Georgia Institute of Technology
School of Chemical &
Biomolecular Engineering
311 Ferst Drive, N.W.
Atlanta, GA 30332-0100

Links

Publications

Mark Styczynski


Education

B.S. 2002, University of Notre Dame
Ph.D. 2007, Massachusetts Institute of Technology


Research Interests

The unifying theme of the Styczynski lab is the study of the dynamics and regulation of metabolism, with ultimate applications in metabolic engineering, biotechnology, biofuels, and drug development. Group members use high-throughput analytical techniques, coupled with computational modeling and statistical analysis, to learn how cellular metabolism behaves and how it is regulated, and then to attempt to control those metabolic behaviors.

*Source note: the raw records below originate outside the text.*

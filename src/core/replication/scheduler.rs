// src/core/replication/scheduler.rs

//! The replication policy engine's ticking loop (component F): a 5 s tick
//! that self-fences, re-publishes this node's cluster SSH identity every
//! 30 s, and advances `next_run_at` for policies this node runs; a worker
//! tick drains the durable queue and pushes every configured target.

use crate::core::capability::GuestLifecycle;
use crate::core::dataset::Dataset;
use crate::core::errors::FleetResult;
use crate::core::failover::run_self_fence_tick;
use crate::core::model::{ClusterSshIdentity, GuestType, NodeStatus, ReplicationPolicy, SourceMode};
use crate::core::queue::DurableQueue;
use crate::core::raft::command::{ClusterSshIdentityAction, Command, ReplicationPolicyAction};
use crate::core::raft::router::CommandRouter;
use crate::core::raft::storage::SqliteRaftStorage;
use crate::core::replication::run::ReplicationRunner;
use parking_lot::Mutex;
use serde::{Deserialize, Serialize};
use std::str::FromStr;
use std::sync::Arc;
use uuid::Uuid;

pub const REPLICATION_QUEUE_NAME: &str = "zelta-replication-run";
const REPLICATION_LEASE_SECS: i64 = 900;
const IDENTITY_RENEW_SECS: i64 = 30;

#[derive(Debug, Clone, Serialize, Deserialize)]
pub struct ReplicationRunMessage {
    pub policy_id: i64,
}

pub struct ReplicationScheduler<D: Dataset, G: GuestLifecycle> {
    local_node_id: Uuid,
    local_pool: String,
    storage: Arc<SqliteRaftStorage>,
    router: Arc<CommandRouter>,
    queue: Arc<DurableQueue>,
    guests: Arc<G>,
    runner: Arc<ReplicationRunner<D>>,
    local_identity: ClusterSshIdentity,
    cluster_key_path: String,
    last_identity_publish: Mutex<Option<chrono::DateTime<chrono::Utc>>>,
}

impl<D: Dataset, G: GuestLifecycle> ReplicationScheduler<D, G> {
    pub fn new(
        local_node_id: Uuid,
        local_pool: impl Into<String>,
        storage: Arc<SqliteRaftStorage>,
        router: Arc<CommandRouter>,
        queue: Arc<DurableQueue>,
        guests: Arc<G>,
        runner: Arc<ReplicationRunner<D>>,
        local_identity: ClusterSshIdentity,
        cluster_key_path: impl Into<String>,
    ) -> Self {
        Self {
            local_node_id,
            local_pool: local_pool.into(),
            storage,
            router,
            queue,
            guests,
            runner,
            local_identity,
            cluster_key_path: cluster_key_path.into(),
            last_identity_publish: Mutex::new(None),
        }
    }

    fn is_local_runner(&self, policy: &ReplicationPolicy, raft_leader_is_local: bool) -> bool {
        let runner = match policy.source_mode {
            SourceMode::Pinned => policy.source_node_id,
            SourceMode::FollowActive => policy.active_node_id.or(policy.source_node_id),
        };
        match runner {
            Some(id) => id == self.local_node_id,
            None => raft_leader_is_local,
        }
    }

    /// The 5 s tick: self-fence, re-publish this node's SSH identity, and
    /// advance/enqueue due policies this node runs.
    pub async fn tick(&self) -> FleetResult<()> {
        let sm = self.storage.state_machine_snapshot().await;
        let now = chrono::Utc::now();

        run_self_fence_tick(&sm, self.local_node_id, self.guests.as_ref(), now).await;

        let due_for_renewal = match *self.last_identity_publish.lock() {
            None => true,
            Some(last) => (now - last).num_seconds() >= IDENTITY_RENEW_SECS,
        };
        if due_for_renewal {
            self.router
                .apply(Command::ClusterSshIdentity(ClusterSshIdentityAction::Upsert(
                    self.local_identity.clone(),
                )))
                .await?;
            *self.last_identity_publish.lock() = Some(now);
        }

        let leader = self.router.current_leader().await;
        let raft_leader_is_local = self.router.is_local_leader(leader);

        for policy in sm.replication_policies.values() {
            if !policy.enabled {
                continue;
            }
            if !self.is_local_runner(policy, raft_leader_is_local) {
                continue;
            }
            let Some(cron_expr) = &policy.cron_expr else {
                continue;
            };
            let schedule = match cron::Schedule::from_str(cron_expr) {
                Ok(s) => s,
                Err(_) => continue,
            };

            match policy.next_run_at {
                None => {
                    if let Some(next) = schedule.upcoming(chrono::Utc).next() {
                        let mut updated = policy.clone();
                        updated.next_run_at = Some(next);
                        self.router
                            .apply(Command::ReplicationPolicy(ReplicationPolicyAction::Update(updated)))
                            .await?;
                    }
                }
                Some(next_run_at) if now >= next_run_at => {
                    let mut updated = policy.clone();
                    updated.next_run_at = schedule.after(&now).next();
                    self.router
                        .apply(Command::ReplicationPolicy(ReplicationPolicyAction::Update(updated)))
                        .await?;
                    self.queue
                        .enqueue(REPLICATION_QUEUE_NAME, &ReplicationRunMessage { policy_id: policy.id })?;
                }
                Some(_) => {}
            }
        }
        Ok(())
    }

    /// Pops one queued policy run and pushes every online, identified
    /// target in descending-weight order. A target with no registered SSH
    /// identity, or whose node is offline, is skipped rather than failed.
    pub async fn drain_one(&self) -> FleetResult<bool> {
        let delivery = self
            .queue
            .dequeue::<ReplicationRunMessage>(REPLICATION_QUEUE_NAME, REPLICATION_LEASE_SECS)?;
        let Some(delivery) = delivery else {
            return Ok(false);
        };

        let sm = self.storage.state_machine_snapshot().await;
        let Some(policy) = sm.replication_policies.get(&delivery.payload.policy_id).cloned() else {
            self.queue.ack(delivery.id)?;
            return Ok(true);
        };

        let source_dataset = self.resolve_source_dataset(&sm, policy.guest_type, policy.guest_id).await?;

        for target in policy.normalised_targets() {
            let node_online = sm
                .nodes
                .get(&target.node_id)
                .map(|n| n.status == NodeStatus::Online)
                .unwrap_or(false);
            if !node_online {
                continue;
            }
            let Some(identity) = sm.cluster_ssh_identities.get(&target.node_id) else {
                continue;
            };
            self.runner
                .run_target(&policy, &source_dataset, &target, identity, &self.cluster_key_path)
                .await?;
        }

        self.queue.ack(delivery.id)?;
        Ok(true)
    }

    /// Jails have exactly one source dataset per the `<pool>/sylve/jails/<ctid>`
    /// convention. VMs have none on record: the real dataset is discovered by
    /// listing `<pool>/sylve/virtual-machines` and picking the child ending in
    /// `/<rid>`, rejecting it if it lies inside an enabled backup root (the
    /// same self-ingest guard the backup executor applies).
    async fn resolve_source_dataset(
        &self,
        sm: &crate::core::raft::fsm::FleetStateMachine,
        guest_type: GuestType,
        guest_id: u64,
    ) -> FleetResult<String> {
        let fallback = guest_dataset_path(&self.local_pool, guest_type, guest_id);
        if guest_type != GuestType::Vm {
            return Ok(fallback);
        }

        let parent = format!("{}/sylve/virtual-machines", self.local_pool);
        let children = self.runner.dataset().list_local_datasets(&parent).await?;
        let enabled_backup_roots: Vec<String> = sm
            .backup_targets
            .values()
            .filter(|t| t.enabled)
            .map(|t| t.backup_root.clone())
            .collect();
        let suffix = format!("/{guest_id}");

        Ok(children
            .into_iter()
            .find(|d| d.ends_with(&suffix) && !enabled_backup_roots.iter().any(|root| is_within_root(d, root)))
            .unwrap_or(fallback))
    }
}

fn is_within_root(dataset: &str, root: &str) -> bool {
    dataset == root || dataset.starts_with(&format!("{root}/"))
}

/// Both guest kinds follow the same `<pool>/sylve/{jails,virtual-machines}/<id>`
/// convention already used by the backup executor's `guest_ref` and the
/// restore engine's `classify_guest_suffix`.
fn guest_dataset_path(pool: &str, guest_type: crate::core::model::GuestType, guest_id: u64) -> String {
    let suffix = match guest_type {
        crate::core::model::GuestType::Jail => "jails",
        crate::core::model::GuestType::Vm => "virtual-machines",
    };
    format!("{pool}/sylve/{suffix}/{guest_id}")
}

#[cfg(test)]
mod tests {
    use super::*;

    #[test]
    fn guest_dataset_path_matches_jail_and_vm_conventions() {
        assert_eq!(
            guest_dataset_path("zroot", crate::core::model::GuestType::Jail, 105),
            "zroot/sylve/jails/105"
        );
        assert_eq!(
            guest_dataset_path("zroot", crate::core::model::GuestType::Vm, 7),
            "zroot/sylve/virtual-machines/7"
        );
    }
}
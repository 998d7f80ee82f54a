// src/core/backup/lineage.rs

//! Dataset lineage: a family of sibling datasets sharing a base name,
//! distinguished by rotation/preservation suffixes rather than matched on
//! ad hoc strings at every call site.

use crate::core::dataset::SnapshotInfo;

#[derive(Debug, Clone, Copy, PartialEq, Eq)]
pub enum LineageKind {
    Active,
    Rotated,
    Preserved,
    Other,
}

/// Classifies a sibling dataset name relative to its `base` name, per the
/// rule set: `.pre_sylve_*` → preserved; `_zelta_*` → rotated; a leaf
/// containing `.pre_` → other; else active.
pub fn classify(base: &str, candidate: &str) -> LineageKind {
    if candidate == base {
        return LineageKind::Active;
    }
    let leaf = candidate.rsplit('/').next().unwrap_or(candidate);
    if leaf.contains(".pre_sylve_") {
        LineageKind::Preserved
    } else if leaf.contains("_zelta_") {
        LineageKind::Rotated
    } else if leaf.contains(".pre_") {
        LineageKind::Other
    } else {
        LineageKind::Active
    }
}

/// Walks sibling datasets at the same depth as `base` whose names match
/// `{base}_zelta_*` or `{base}.pre_sylve_*`, oldest to newest, and returns
/// the latest one that actually contains `snapshot_short_name`. `siblings`
/// is the full listing of datasets at that depth (as the caller already has
/// it from a `zfs list`); this function only classifies and filters.
pub fn resolve_snapshot_owner<'a>(
    base: &str,
    snapshot_short_name: &str,
    siblings: &'a [(String, Vec<SnapshotInfo>)],
) -> Option<&'a str> {
    if let Some((dataset, snaps)) = siblings.iter().find(|(d, _)| d == base) {
        if snaps.iter().any(|s| s.short_name == snapshot_short_name) {
            return Some(dataset.as_str());
        }
    }

    let mut candidates: Vec<&(String, Vec<SnapshotInfo>)> = siblings
        .iter()
        .filter(|(d, _)| {
            matches!(
                classify(base, d),
                LineageKind::Rotated | LineageKind::Preserved
            )
        })
        .filter(|(_, snaps)| snaps.iter().any(|s| s.short_name == snapshot_short_name))
        .collect();

    candidates.sort_by_key(|(_, snaps)| {
        snaps
            .iter()
            .map(|s| s.created_at)
            .max()
            .unwrap_or_default()
    });

    candidates.last().map(|(d, _)| d.as_str())
}

#[cfg(test)]
mod tests {
    use super::*;
    use chrono::{TimeZone, Utc};

    fn snap(name: &str, ts: i64) -> SnapshotInfo {
        SnapshotInfo {
            dataset: "irrelevant".into(),
            short_name: name.into(),
            created_at: Utc.timestamp_opt(ts, 0).unwrap(),
        }
    }

    #[test]
    fn classifies_preserved_and_rotated_suffixes() {
        let base = "zroot/bk/jails/105";
        assert_eq!(classify(base, base), LineageKind::Active);
        assert_eq!(
            classify(base, "zroot/bk/jails/105_zelta_20260301"),
            LineageKind::Rotated
        );
        assert_eq!(
            classify(base, "zroot/bk/jails/105.pre_sylve_1700000000"),
            LineageKind::Preserved
        );
    }

    #[test]
    fn resolves_snapshot_from_rotated_sibling_when_missing_on_active() {
        let base = "zroot/bk/jails/105".to_string();
        let rotated = "zroot/bk/jails/105_zelta_20260301".to_string();
        let siblings = vec![
            (base.clone(), vec![snap("zelta_2026-03-02", 100)]),
            (rotated.clone(), vec![snap("zelta_2026-02-18_12.00.00", 50)]),
        ];
        let resolved = resolve_snapshot_owner(&base, "zelta_2026-02-18_12.00.00", &siblings);
        assert_eq!(resolved, Some(rotated.as_str()));
    }

    #[test]
    fn returns_none_when_snapshot_is_nowhere_in_the_lineage() {
        let base = "zroot/bk/jails/105".to_string();
        let siblings = vec![(base.clone(), vec![snap("zelta_2026-03-02", 100)])];
        assert_eq!(resolve_snapshot_owner(&base, "zelta_missing", &siblings), None);
    }
}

Metabolism, which is the process of cells taking in nutrients and turning them into energy and the building blocks for more cells, is at the core of many biotechnological processes, as well as numerous diseases. The Styczynski lab studies the network of reactions that constitutes metabolism by measuring the concentrations of the biochemical intermediates in that network—sugars, amino acids, etc.—as direct, real-time readouts of cellular state. Using chromatography coupled to mass spectrometry, the Styczynski lab tracks the concentrations and turnover rates of metabolites, revealing details about the cell’s metabolic dynamics that may then be used for modeling and analysis of metabolism.

The Styczynski lab works on a variety of systems, including cancer cells, stem cells, and yeast cells. The ultimate aim is to use an increased understanding of metabolic dynamics in order to exert control over the cells, whether by keeping cancer cells from proliferating or by metabolic engineering of yeast to overproduce valuable chemical feedstocks. The group also has an interest in synthetic biology, including its use in the context of metabolic engineering.

Finally, the Styczynski lab uses extensive computational modeling and bioinformatics analysis in order to analyze and interpret data. The data generated in the lab is high-dimensional (many variables) and often in time-course format, so it is challenging to interpret. Group members use standard analysis techniques (clustering, PCA), plus more detailed machine learning and modeling techniques (e.g., Bayesian networks) to explore and exploit data. The Styczynski lab also has significant interest in integrating multiple disparate data types —for example, metabolite concentrations and transcriptional levels —for a fuller, systems-level understanding of the system.